[Recorded information]

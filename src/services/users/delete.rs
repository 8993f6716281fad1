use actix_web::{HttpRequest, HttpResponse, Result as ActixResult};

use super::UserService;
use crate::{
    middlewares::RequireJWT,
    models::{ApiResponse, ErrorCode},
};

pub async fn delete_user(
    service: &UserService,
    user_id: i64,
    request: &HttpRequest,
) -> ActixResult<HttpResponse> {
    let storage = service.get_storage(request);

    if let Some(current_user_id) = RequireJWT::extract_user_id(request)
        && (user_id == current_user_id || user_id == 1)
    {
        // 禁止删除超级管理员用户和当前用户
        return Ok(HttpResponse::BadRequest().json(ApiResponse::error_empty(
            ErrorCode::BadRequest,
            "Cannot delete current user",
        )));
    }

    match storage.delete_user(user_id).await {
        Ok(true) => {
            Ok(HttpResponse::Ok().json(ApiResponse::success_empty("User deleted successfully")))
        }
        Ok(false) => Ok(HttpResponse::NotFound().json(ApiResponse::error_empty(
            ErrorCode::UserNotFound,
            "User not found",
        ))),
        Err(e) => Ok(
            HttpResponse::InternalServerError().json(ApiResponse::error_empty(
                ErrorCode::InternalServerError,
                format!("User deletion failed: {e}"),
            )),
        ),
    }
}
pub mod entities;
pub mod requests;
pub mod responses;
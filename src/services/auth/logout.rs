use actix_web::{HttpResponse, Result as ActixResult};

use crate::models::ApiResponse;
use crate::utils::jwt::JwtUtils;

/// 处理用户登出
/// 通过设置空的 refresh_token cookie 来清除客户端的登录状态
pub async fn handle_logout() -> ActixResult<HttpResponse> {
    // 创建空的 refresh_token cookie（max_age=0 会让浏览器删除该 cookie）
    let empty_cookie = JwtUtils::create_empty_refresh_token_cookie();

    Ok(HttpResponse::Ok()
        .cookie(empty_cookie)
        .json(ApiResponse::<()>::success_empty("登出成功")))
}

[/Recorded information]

* _Your assignment_
The listing above has to be repeated exactly, down to the last line.

* _Solution to this exercise_
filename src/services/users/delete.rs
repository 8993f6716281fad1
use actix_web::{HttpRequest, HttpResponse, Result as ActixResult};

use super::UserService;
use crate::{
    middlewares::RequireJWT,
    models::{ApiResponse, ErrorCode},
};

pub async fn delete_user(
    service: &UserService,
    user_id: i64,
    request: &HttpRequest,
) -> ActixResult<HttpResponse> {
    let storage = service.get_storage(request);

    if let Some(current_user_id) = RequireJWT::extract_user_id(request)
        && (user_id == current_user_id || user_id == 1)
    {
        // 禁止删除超级管理员用户和当前用户
        return Ok(HttpResponse::BadRequest().json(ApiResponse::error_empty(
            ErrorCode::BadRequest,
            "Cannot delete current user",
        )));
    }

    match storage.delete_user(user_id).await {
        Ok(true) => {
            Ok(HttpResponse::Ok().json(ApiResponse::success_empty("User deleted successfully")))
        }
        Ok(false) => Ok(HttpResponse::NotFound().json(ApiResponse::error_empty(
            ErrorCode::UserNotFound,
            "User not found",
        ))),
        Err(e) => Ok(
            HttpResponse::InternalServerError().json(ApiResponse::error_empty(
                ErrorCode::InternalServerError,
                format!("User deletion failed: {e}"),
            )),
        ),
    }
}
pub mod entities;
pub mod requests;
pub mod responses;
filename src/services/auth/logout.rs
use actix_web::{HttpResponse, Result as ActixResult};

use crate::models::ApiResponse;
use crate::utils::jwt::JwtUtils;

/// 处理用户登出
/// 通过设置空的 refresh_token cookie 来清除客户端的登录状态
pub async fn handle_logout() -> ActixResult<HttpResponse> {
    // 创建空的 refresh_token cookie（max_age=0 会让浏览器删除该 cookie）
    let empty_cookie = JwtUtils::create_empty_refresh_token_cookie();

    Ok(HttpResponse::Ok()
        .cookie(empty_cookie)
        .json(ApiResponse::<()>::success_empty("登出成功")))
}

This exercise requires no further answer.